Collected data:

────────────────────────────────────────

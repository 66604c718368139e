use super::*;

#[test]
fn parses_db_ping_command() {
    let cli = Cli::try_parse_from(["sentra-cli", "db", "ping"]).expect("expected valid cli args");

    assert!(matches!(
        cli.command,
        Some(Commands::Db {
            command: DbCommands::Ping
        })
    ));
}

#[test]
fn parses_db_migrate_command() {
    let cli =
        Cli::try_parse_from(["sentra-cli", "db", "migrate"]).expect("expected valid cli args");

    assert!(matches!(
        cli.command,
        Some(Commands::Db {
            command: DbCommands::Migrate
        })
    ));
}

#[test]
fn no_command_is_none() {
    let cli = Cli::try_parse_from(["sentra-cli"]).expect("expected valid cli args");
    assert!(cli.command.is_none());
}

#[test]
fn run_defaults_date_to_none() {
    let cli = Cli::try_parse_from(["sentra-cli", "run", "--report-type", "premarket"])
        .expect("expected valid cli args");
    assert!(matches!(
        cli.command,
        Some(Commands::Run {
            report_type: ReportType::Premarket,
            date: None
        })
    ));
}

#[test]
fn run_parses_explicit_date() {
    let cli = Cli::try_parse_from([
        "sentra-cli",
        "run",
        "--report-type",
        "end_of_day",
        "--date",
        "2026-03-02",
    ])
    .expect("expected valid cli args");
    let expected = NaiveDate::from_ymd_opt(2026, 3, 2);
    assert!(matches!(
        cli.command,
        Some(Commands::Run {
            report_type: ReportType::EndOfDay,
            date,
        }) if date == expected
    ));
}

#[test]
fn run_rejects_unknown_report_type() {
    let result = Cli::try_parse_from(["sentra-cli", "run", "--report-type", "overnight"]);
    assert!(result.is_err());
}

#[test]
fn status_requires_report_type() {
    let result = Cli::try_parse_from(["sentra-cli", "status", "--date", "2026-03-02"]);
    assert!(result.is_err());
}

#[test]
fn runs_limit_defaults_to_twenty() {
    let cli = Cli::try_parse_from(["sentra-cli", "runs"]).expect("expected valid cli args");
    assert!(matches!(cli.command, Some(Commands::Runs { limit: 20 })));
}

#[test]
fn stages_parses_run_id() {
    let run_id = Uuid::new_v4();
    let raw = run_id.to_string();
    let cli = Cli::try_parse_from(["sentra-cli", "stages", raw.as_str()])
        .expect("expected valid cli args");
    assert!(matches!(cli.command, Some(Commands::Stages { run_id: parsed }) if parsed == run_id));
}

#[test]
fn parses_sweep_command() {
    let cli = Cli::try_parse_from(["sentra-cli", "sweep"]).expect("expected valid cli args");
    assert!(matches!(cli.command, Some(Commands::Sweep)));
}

────────────────────────────────────────

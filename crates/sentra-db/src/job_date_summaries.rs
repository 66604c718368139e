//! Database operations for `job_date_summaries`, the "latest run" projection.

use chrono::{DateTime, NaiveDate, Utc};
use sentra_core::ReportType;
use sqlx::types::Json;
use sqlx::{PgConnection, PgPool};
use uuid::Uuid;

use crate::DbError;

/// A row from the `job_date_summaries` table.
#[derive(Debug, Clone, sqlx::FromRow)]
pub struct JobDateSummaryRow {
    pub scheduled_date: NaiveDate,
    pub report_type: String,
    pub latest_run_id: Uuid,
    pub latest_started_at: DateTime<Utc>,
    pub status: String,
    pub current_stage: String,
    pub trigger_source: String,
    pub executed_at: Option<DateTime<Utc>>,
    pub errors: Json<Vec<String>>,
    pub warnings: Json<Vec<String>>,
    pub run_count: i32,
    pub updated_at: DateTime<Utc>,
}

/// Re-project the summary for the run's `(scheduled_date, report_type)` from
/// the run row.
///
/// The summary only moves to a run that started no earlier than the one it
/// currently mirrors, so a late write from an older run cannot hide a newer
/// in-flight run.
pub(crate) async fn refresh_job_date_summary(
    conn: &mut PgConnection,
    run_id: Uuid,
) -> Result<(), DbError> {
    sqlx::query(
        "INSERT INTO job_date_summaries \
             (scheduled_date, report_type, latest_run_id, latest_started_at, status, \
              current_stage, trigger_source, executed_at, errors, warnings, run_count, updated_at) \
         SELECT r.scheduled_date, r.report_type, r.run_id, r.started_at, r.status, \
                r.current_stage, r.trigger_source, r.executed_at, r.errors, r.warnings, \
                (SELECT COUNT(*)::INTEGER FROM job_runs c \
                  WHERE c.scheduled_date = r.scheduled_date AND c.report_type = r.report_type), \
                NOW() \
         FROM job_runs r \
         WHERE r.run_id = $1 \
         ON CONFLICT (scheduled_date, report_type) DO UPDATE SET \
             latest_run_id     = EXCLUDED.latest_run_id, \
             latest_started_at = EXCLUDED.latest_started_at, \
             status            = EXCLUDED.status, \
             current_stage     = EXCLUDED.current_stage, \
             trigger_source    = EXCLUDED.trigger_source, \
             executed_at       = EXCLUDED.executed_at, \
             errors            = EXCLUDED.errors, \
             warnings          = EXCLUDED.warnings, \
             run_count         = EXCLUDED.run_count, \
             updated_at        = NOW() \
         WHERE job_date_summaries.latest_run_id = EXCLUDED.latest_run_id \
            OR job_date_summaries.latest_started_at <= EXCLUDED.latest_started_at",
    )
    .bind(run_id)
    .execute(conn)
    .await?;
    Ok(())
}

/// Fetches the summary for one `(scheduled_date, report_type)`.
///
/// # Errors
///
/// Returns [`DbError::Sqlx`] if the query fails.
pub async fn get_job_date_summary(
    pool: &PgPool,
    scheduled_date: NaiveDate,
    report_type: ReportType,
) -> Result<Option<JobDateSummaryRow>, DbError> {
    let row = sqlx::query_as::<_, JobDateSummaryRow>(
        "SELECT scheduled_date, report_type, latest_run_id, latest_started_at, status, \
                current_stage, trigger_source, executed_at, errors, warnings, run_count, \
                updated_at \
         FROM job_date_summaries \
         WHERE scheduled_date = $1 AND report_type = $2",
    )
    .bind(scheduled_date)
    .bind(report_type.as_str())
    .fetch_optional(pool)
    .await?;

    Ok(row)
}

────────────────────────────────────────

**Work item:** After reading the records above, give the number of lines that include "SELECT", and add nothing else.

**Written solution:** 3